Goal of the exercise ▸ Each record should be reproduced exactly.

───── Entries supplied ─────

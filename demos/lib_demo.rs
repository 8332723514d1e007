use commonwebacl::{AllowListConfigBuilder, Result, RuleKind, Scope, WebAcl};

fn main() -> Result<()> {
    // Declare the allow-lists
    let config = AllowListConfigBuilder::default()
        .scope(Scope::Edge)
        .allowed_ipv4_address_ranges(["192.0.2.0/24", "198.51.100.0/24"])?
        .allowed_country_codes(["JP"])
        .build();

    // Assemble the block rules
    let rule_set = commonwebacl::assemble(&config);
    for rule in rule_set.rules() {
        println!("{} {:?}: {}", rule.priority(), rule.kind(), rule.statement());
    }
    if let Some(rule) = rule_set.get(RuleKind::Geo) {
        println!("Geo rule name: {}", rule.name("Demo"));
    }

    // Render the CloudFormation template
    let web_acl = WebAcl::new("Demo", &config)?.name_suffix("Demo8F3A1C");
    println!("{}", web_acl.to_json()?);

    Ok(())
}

─────

Response to this exercise ▸
filename demos/lib_demo.rs
repository 8332723514d1e007
use commonwebacl::{AllowListConfigBuilder, Result, RuleKind, Scope, WebAcl};

fn main() -> Result<()> {
    // Declare the allow-lists
    let config = AllowListConfigBuilder::default()
        .scope(Scope::Edge)
        .allowed_ipv4_address_ranges(["192.0.2.0/24", "198.51.100.0/24"])?
        .allowed_country_codes(["JP"])
        .build();

    // Assemble the block rules
    let rule_set = commonwebacl::assemble(&config);
    for rule in rule_set.rules() {
        println!("{} {:?}: {}", rule.priority(), rule.kind(), rule.statement());
    }
    if let Some(rule) = rule_set.get(RuleKind::Geo) {
        println!("Geo rule name: {}", rule.name("Demo"));
    }

    // Render the CloudFormation template
    let web_acl = WebAcl::new("Demo", &config)?.name_suffix("Demo8F3A1C");
    println!("{}", web_acl.to_json()?);

    Ok(())
}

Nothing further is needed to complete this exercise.